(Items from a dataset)
__________

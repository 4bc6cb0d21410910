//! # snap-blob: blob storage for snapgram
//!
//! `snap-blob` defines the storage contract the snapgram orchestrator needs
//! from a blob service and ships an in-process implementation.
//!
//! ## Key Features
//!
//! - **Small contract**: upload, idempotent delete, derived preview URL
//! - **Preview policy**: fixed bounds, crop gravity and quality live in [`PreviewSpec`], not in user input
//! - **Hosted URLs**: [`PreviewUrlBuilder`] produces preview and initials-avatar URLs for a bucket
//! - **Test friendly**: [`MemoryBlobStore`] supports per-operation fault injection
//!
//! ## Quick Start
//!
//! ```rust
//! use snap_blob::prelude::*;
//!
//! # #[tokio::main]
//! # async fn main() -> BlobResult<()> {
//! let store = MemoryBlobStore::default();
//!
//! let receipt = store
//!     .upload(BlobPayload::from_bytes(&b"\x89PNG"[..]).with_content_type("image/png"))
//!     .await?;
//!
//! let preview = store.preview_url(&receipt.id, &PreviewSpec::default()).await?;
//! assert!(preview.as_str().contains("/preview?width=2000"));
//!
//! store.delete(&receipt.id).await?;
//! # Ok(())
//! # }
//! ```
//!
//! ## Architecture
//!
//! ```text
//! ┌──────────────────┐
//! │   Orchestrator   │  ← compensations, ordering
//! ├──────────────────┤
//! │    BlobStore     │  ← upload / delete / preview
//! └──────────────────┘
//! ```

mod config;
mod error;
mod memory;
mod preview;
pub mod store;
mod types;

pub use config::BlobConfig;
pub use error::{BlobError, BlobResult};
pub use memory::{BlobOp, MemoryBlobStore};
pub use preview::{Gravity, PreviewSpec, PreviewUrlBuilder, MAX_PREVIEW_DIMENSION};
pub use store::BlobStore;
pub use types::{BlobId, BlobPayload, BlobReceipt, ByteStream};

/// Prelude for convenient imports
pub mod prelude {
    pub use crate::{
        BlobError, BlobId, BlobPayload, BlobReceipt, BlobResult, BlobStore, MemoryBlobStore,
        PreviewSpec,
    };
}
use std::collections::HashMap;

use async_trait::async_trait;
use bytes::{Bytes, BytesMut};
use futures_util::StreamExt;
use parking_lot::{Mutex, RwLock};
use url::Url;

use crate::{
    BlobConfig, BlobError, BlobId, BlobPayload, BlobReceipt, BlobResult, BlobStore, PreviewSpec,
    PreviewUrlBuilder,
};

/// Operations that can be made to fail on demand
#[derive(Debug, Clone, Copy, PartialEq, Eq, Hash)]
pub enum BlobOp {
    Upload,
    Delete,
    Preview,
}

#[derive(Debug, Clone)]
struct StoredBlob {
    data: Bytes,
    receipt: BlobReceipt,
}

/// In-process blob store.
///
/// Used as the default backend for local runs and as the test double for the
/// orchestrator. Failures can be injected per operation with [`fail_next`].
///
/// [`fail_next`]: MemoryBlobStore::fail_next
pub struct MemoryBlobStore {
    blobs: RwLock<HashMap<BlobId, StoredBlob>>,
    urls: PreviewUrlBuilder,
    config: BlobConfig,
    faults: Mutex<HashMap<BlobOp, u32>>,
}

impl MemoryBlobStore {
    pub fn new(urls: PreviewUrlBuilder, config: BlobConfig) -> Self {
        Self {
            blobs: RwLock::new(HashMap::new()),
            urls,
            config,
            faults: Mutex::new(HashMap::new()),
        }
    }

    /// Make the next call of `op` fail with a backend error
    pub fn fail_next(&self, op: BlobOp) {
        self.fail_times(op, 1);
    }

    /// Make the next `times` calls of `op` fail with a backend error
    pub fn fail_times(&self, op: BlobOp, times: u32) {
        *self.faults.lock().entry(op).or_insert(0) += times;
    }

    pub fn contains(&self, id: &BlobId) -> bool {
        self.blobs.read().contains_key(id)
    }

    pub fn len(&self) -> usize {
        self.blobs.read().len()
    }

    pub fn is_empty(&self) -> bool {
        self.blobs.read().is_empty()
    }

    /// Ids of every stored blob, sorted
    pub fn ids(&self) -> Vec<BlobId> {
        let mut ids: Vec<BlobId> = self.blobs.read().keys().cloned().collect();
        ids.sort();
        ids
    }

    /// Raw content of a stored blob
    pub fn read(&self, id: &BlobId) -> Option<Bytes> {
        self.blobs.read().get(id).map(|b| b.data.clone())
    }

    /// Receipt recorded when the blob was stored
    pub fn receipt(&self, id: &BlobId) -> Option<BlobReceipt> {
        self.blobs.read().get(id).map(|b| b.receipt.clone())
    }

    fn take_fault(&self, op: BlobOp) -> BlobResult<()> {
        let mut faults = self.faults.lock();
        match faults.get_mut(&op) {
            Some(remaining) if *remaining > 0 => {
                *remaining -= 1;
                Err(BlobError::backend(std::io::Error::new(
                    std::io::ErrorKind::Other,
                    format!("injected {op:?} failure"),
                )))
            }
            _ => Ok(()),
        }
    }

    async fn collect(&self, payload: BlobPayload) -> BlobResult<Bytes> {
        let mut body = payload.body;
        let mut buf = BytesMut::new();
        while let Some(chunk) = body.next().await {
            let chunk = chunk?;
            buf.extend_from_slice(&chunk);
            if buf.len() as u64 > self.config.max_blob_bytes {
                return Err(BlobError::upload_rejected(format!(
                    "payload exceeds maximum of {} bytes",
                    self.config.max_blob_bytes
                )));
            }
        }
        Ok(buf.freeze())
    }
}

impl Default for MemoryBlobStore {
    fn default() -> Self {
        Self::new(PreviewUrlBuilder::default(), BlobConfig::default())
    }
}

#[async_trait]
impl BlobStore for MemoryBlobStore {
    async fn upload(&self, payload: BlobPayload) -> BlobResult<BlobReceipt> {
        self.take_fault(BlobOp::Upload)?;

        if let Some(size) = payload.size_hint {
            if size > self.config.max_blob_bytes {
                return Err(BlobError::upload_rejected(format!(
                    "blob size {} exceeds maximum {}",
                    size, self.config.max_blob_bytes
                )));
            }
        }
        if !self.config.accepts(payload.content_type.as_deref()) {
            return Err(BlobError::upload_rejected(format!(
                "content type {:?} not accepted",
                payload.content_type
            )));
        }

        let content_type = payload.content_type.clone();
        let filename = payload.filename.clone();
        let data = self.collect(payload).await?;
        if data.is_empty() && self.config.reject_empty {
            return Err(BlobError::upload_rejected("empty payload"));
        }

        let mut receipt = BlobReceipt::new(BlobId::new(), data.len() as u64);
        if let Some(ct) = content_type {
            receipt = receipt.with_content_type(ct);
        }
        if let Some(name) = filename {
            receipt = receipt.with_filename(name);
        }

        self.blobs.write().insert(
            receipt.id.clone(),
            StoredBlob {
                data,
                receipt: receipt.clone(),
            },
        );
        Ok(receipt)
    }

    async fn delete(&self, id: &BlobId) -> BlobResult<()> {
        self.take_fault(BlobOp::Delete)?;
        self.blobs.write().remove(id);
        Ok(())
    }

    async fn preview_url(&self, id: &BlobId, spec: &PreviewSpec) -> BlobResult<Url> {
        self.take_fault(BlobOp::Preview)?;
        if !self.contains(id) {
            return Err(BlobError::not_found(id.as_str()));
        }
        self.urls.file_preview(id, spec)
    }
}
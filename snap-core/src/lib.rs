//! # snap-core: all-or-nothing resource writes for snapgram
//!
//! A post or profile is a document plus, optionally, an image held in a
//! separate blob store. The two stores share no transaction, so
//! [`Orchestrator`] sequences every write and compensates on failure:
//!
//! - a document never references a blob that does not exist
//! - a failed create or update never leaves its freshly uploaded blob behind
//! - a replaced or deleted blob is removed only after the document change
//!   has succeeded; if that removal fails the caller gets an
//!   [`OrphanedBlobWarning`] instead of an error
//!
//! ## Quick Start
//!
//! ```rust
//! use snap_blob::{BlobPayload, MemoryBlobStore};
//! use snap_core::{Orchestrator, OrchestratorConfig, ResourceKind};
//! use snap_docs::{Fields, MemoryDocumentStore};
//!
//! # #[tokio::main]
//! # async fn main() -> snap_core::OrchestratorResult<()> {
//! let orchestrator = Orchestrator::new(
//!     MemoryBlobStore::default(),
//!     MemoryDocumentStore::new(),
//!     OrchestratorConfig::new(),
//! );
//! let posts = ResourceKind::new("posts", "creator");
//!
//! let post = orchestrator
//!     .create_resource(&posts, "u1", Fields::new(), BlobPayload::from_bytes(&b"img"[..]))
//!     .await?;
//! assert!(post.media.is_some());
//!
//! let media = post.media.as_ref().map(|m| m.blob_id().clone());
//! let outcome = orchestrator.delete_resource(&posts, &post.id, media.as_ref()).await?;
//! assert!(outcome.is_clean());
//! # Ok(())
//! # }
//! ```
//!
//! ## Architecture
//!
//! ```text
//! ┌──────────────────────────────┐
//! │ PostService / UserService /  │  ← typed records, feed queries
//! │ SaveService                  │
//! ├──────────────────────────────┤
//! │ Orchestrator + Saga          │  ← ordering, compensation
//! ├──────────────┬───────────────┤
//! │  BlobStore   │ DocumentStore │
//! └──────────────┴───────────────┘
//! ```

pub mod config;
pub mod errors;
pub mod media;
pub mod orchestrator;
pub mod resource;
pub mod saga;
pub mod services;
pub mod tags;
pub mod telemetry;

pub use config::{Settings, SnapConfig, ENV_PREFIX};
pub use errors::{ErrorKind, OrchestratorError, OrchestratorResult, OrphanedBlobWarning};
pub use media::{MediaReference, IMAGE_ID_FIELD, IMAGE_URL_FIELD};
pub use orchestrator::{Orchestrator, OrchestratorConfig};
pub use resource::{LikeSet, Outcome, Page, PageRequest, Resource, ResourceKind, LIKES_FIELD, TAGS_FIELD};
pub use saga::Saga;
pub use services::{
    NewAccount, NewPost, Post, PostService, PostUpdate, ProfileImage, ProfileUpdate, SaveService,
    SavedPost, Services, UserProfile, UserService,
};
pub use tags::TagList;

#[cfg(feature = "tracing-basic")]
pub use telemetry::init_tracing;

__________

**Try it**
Return nothing but the lines from the top of the records above through the line that has "derived preview URL". Keep each one exact.

**Answer below**
repository 4bc6cb0d21410910
//! # snap-blob: blob storage for snapgram
//!
//! `snap-blob` defines the storage contract the snapgram orchestrator needs
//! from a blob service and ships an in-process implementation.
//!
//! ## Key Features
//!
//! - **Small contract**: upload, idempotent delete, derived preview URL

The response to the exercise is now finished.